Task instructions:
Please take the records that follow and repeat exactly the lines starting with the line with "#[derive(Debug, Clone, Copy, PartialEq, Eq)]" and going on through the line with "pub struct MultipartUpload".

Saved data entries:
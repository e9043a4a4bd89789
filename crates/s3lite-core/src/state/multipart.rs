//! Multipart upload state and the coordinator that drives it.
//!
//! Each [`MultipartUpload`] keeps its parts in a `DashMap` keyed by part
//! number, so uploads of distinct parts proceed in parallel. The upload's
//! status sits behind a `parking_lot::RwLock`: part insertion happens under
//! the read lock after checking `InProgress`, while completion and abort
//! flip the status under the write lock. No part can therefore be inserted
//! once the upload has left `InProgress`.

use std::sync::Arc;

use chrono::{DateTime, Utc};
use dashmap::DashMap;
use parking_lot::RwLock;
use tracing::{debug, warn};

use crate::checksums::{Md5Digest, compute_multipart_etag};
use crate::error::{S3ServiceError, S3ServiceResult};
use crate::storage::{ContentHandle, ContentStore};
use crate::utils::{generate_upload_id, normalize_etag};
use crate::validation::validate_part_number;

use super::bucket::S3Bucket;
use super::object::S3Object;

/// Lifecycle of a multipart upload.
#[derive(Debug, Clone, Copy, PartialEq, Eq)]
pub enum UploadStatus {
    /// Accepting parts.
    InProgress,
    /// Assembled into an object.
    Completed,
    /// Abandoned; parts released.
    Aborted,
}

/// A single uploaded part.
#[derive(Debug, Clone, PartialEq, Eq)]
pub struct UploadPart {
    /// The part number (1-based).
    pub part_number: u32,
    /// Quoted hex MD5 of the part's bytes.
    pub etag: String,
    /// Raw MD5 of the part's bytes.
    pub md5: Md5Digest,
    /// Size in bytes.
    pub size: u64,
    /// When this part was uploaded.
    pub last_modified: DateTime<Utc>,
    /// Handle of the part's content.
    pub handle: ContentHandle,
}

/// An upload and its parts.
#[derive(Debug)]
pub struct MultipartUpload {
    /// Unique identifier for this upload.
    pub upload_id: String,
    /// Target bucket.
    pub bucket: String,
    /// Identity of the target bucket instance.
    pub bucket_id: uuid::Uuid,
    /// Target key.
    pub key: String,
    /// When the upload was initiated.
    pub initiated: DateTime<Utc>,
    /// Content type for the assembled object.
    pub content_type: String,
    status: RwLock<UploadStatus>,
    parts: DashMap<u32, UploadPart>,
}

impl MultipartUpload {
    fn new(bucket: &S3Bucket, key: &str, content_type: String) -> Self {
        Self {
            upload_id: generate_upload_id(),
            bucket: bucket.name.clone(),
            bucket_id: bucket.id,
            key: key.to_owned(),
            initiated: Utc::now(),
            content_type,
            status: RwLock::new(UploadStatus::InProgress),
            parts: DashMap::new(),
        }
    }

    /// Current status.
    #[must_use]
    pub fn status(&self) -> UploadStatus {
        *self.status.read()
    }

    /// Parts uploaded so far, sorted by part number.
    #[must_use]
    pub fn sorted_parts(&self) -> Vec<UploadPart> {
        let mut parts: Vec<UploadPart> = self.parts.iter().map(|p| p.value().clone()).collect();
        parts.sort_by_key(|p| p.part_number);
        parts
    }

    fn take_handles(&self) -> Vec<ContentHandle> {
        let numbers: Vec<u32> = self.parts.iter().map(|p| *p.key()).collect();
        numbers
            .into_iter()
            .filter_map(|n| self.parts.remove(&n).map(|(_, part)| part.handle))
            .collect()
    }
}

/// A part reference supplied to [`MultipartCoordinator::complete`].
#[derive(Debug, Clone, PartialEq, Eq)]
pub struct PartRef {
    /// Part number.
    pub part_number: u32,
    /// ETag the caller received for the part, quoted or not.
    pub etag: String,
}

/// Registry of in-progress multipart uploads.
#[derive(Debug)]
pub struct MultipartCoordinator {
    uploads: DashMap<String, Arc<MultipartUpload>>,
    storage: Arc<dyn ContentStore>,
    max_part_number: u32,
}

impl MultipartCoordinator {
    /// Create a coordinator writing parts into `storage`.
    #[must_use]
    pub fn new(storage: Arc<dyn ContentStore>, max_part_number: u32) -> Self {
        Self {
            uploads: DashMap::new(),
            storage,
            max_part_number,
        }
    }

    /// Number of uploads currently in progress.
    #[must_use]
    pub fn len(&self) -> usize {
        self.uploads.len()
    }

    /// Whether no upload is in progress.
    #[must_use]
    pub fn is_empty(&self) -> bool {
        self.uploads.is_empty()
    }

    /// Start an upload for `bucket`/`key`.
    ///
    /// Fails with `NoSuchBucket` when the bucket is deleted before the upload
    /// is registered. The mark is checked again after registering, so an
    /// upload either lands before the deletion (and is aborted by
    /// [`Self::abort_bucket`]) or is withdrawn here.
    pub fn initiate(
        &self,
        bucket: &S3Bucket,
        key: &str,
        content_type: String,
    ) -> S3ServiceResult<Arc<MultipartUpload>> {
        let no_such_bucket = || S3ServiceError::NoSuchBucket {
            bucket: bucket.name.clone(),
        };
        if bucket.is_deleted() {
            return Err(no_such_bucket());
        }
        let upload = Arc::new(MultipartUpload::new(bucket, key, content_type));
        self.uploads
            .insert(upload.upload_id.clone(), Arc::clone(&upload));
        if bucket.is_deleted() {
            *upload.status.write() = UploadStatus::Aborted;
            self.discard(&upload);
            return Err(no_such_bucket());
        }
        debug!(
            bucket = %bucket.name,
            key = %key,
            upload_id = %upload.upload_id,
            "multipart upload initiated"
        );
        Ok(upload)
    }

    /// Look up an in-progress upload addressed by bucket, key and id.
    pub fn get(
        &self,
        bucket: &str,
        key: &str,
        upload_id: &str,
    ) -> S3ServiceResult<Arc<MultipartUpload>> {
        self.uploads
            .get(upload_id)
            .map(|entry| Arc::clone(entry.value()))
            .filter(|upload| upload.bucket == bucket && upload.key == key)
            .ok_or_else(|| S3ServiceError::NoSuchUpload {
                upload_id: upload_id.to_owned(),
            })
    }

    /// Store one part, replacing any earlier part with the same number.
    pub async fn upload_part(
        &self,
        bucket: &str,
        key: &str,
        upload_id: &str,
        part_number: u32,
        data: bytes::Bytes,
    ) -> S3ServiceResult<UploadPart> {
        validate_part_number(part_number, self.max_part_number)?;
        let upload = self.get(bucket, key, upload_id)?;
        if upload.status() != UploadStatus::InProgress {
            return Err(no_such_upload(upload_id));
        }

        let receipt = self.storage.put(data).await?;
        let part = UploadPart {
            part_number,
            etag: receipt.etag,
            md5: receipt.md5,
            size: receipt.size,
            last_modified: Utc::now(),
            handle: receipt.handle,
        };

        let replaced = {
            let status = upload.status.read();
            if *status != UploadStatus::InProgress {
                drop(status);
                self.storage.delete(&part.handle);
                return Err(no_such_upload(upload_id));
            }
            upload.parts.insert(part_number, part.clone())
        };
        if let Some(old) = replaced {
            self.storage.delete(&old.handle);
        }

        debug!(upload_id = %upload_id, part_number, size = part.size, "part uploaded");
        Ok(part)
    }

    /// Assemble the referenced parts into an object and publish it.
    ///
    /// On success the upload is discarded and every part's content, used or
    /// not, is released. A completion that fails validation leaves the upload
    /// in progress.
    pub async fn complete(
        &self,
        bucket: &S3Bucket,
        key: &str,
        upload_id: &str,
        parts: &[PartRef],
    ) -> S3ServiceResult<S3Object> {
        let upload = self.get(&bucket.name, key, upload_id)?;
        if parts.is_empty() {
            return Err(S3ServiceError::InvalidArgument {
                message: "You must specify at least one part".to_owned(),
            });
        }
        if parts.windows(2).any(|w| w[0].part_number >= w[1].part_number) {
            return Err(S3ServiceError::InvalidPartOrder);
        }

        let _guard = bucket.lock_key(key).await;

        let (handles, digests) = {
            let mut status = upload.status.write();
            if *status != UploadStatus::InProgress {
                return Err(no_such_upload(upload_id));
            }
            let mut handles = Vec::with_capacity(parts.len());
            let mut digests = Vec::with_capacity(parts.len());
            for requested in parts {
                let stored = upload
                    .parts
                    .get(&requested.part_number)
                    .filter(|p| normalize_etag(&p.etag) == normalize_etag(&requested.etag))
                    .ok_or(S3ServiceError::InvalidPart {
                        part_number: requested.part_number,
                    })?;
                handles.push(stored.handle);
                digests.push(stored.md5);
            }
            *status = UploadStatus::Completed;
            (handles, digests)
        };

        let receipt = match self.storage.concat(&handles).await {
            Ok(receipt) => receipt,
            Err(e) => {
                *upload.status.write() = UploadStatus::InProgress;
                return Err(e);
            }
        };

        let object = S3Object {
            key: key.to_owned(),
            handle: receipt.handle,
            size: receipt.size,
            etag: compute_multipart_etag(&digests),
            last_modified: Utc::now(),
            content_type: upload.content_type.clone(),
            parts_count: u32::try_from(parts.len()).ok(),
        };

        let published = bucket.put_object(object.clone());
        self.discard(&upload);
        match published {
            Ok(previous) => {
                if let Some(previous) = previous {
                    self.storage.delete(&previous.handle);
                }
                debug!(
                    bucket = %bucket.name,
                    key = %key,
                    upload_id = %upload_id,
                    size = object.size,
                    etag = %object.etag,
                    "multipart upload completed"
                );
                Ok(object)
            }
            Err(e) => {
                self.storage.delete(&object.handle);
                Err(e)
            }
        }
    }

    /// Abort an upload and release its parts.
    pub fn abort(&self, bucket: &str, key: &str, upload_id: &str) -> S3ServiceResult<()> {
        let upload = self.get(bucket, key, upload_id)?;
        {
            let mut status = upload.status.write();
            if *status != UploadStatus::InProgress {
                return Err(no_such_upload(upload_id));
            }
            *status = UploadStatus::Aborted;
        }
        self.discard(&upload);
        debug!(bucket = %bucket, key = %key, upload_id = %upload_id, "multipart upload aborted");
        Ok(())
    }

    /// Abort every in-progress upload targeting this instance of `bucket`.
    /// Uploads of a later bucket with the same name are left alone. Returns
    /// how many uploads were aborted.
    pub fn abort_bucket(&self, bucket: &S3Bucket) -> usize {
        let targets: Vec<Arc<MultipartUpload>> = self
            .uploads
            .iter()
            .filter(|entry| entry.value().bucket_id == bucket.id)
            .map(|entry| Arc::clone(entry.value()))
            .collect();

        let mut aborted = 0;
        for upload in targets {
            match self.abort(&upload.bucket, &upload.key, &upload.upload_id) {
                Ok(()) => aborted += 1,
                Err(e) => {
                    warn!(upload_id = %upload.upload_id, error = %e, "failed to abort upload");
                }
            }
        }
        aborted
    }

    /// In-progress uploads of `bucket` whose key starts with `prefix`,
    /// sorted by key then initiation time.
    #[must_use]
    pub fn list_uploads(&self, bucket: &str, prefix: &str) -> Vec<Arc<MultipartUpload>> {
        let mut uploads: Vec<Arc<MultipartUpload>> = self
            .uploads
            .iter()
            .filter(|entry| {
                let upload = entry.value();
                upload.bucket == bucket
                    && upload.key.starts_with(prefix)
                    && upload.status() == UploadStatus::InProgress
            })
            .map(|entry| Arc::clone(entry.value()))
            .collect();
        uploads.sort_by(|a, b| a.key.cmp(&b.key).then(a.initiated.cmp(&b.initiated)));
        uploads
    }

    /// Drop every upload and release its parts.
    pub fn reset(&self) {
        let uploads: Vec<Arc<MultipartUpload>> =
            self.uploads.iter().map(|e| Arc::clone(e.value())).collect();
        for upload in uploads {
            *upload.status.write() = UploadStatus::Aborted;
            self.discard(&upload);
        }
    }

    fn discard(&self, upload: &MultipartUpload) {
        self.uploads.remove(&upload.upload_id);
        for handle in upload.take_handles() {
            self.storage.delete(&handle);
        }
    }
}

fn no_such_upload(upload_id: &str) -> S3ServiceError {
    S3ServiceError::NoSuchUpload {
        upload_id: upload_id.to_owned(),
    }
}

Exercise result:
#[derive(Debug, Clone, Copy, PartialEq, Eq)]
pub enum UploadStatus {
    /// Accepting parts.
    InProgress,
    /// Assembled into an object.
    Completed,
    /// Abandoned; parts released.
    Aborted,
}

/// A single uploaded part.
#[derive(Debug, Clone, PartialEq, Eq)]
pub struct UploadPart {
    /// The part number (1-based).
    pub part_number: u32,
    /// Quoted hex MD5 of the part's bytes.
    pub etag: String,
    /// Raw MD5 of the part's bytes.
    pub md5: Md5Digest,
    /// Size in bytes.
    pub size: u64,
    /// When this part was uploaded.
    pub last_modified: DateTime<Utc>,
    /// Handle of the part's content.
    pub handle: ContentHandle,
}

/// An upload and its parts.
#[derive(Debug)]
pub struct MultipartUpload {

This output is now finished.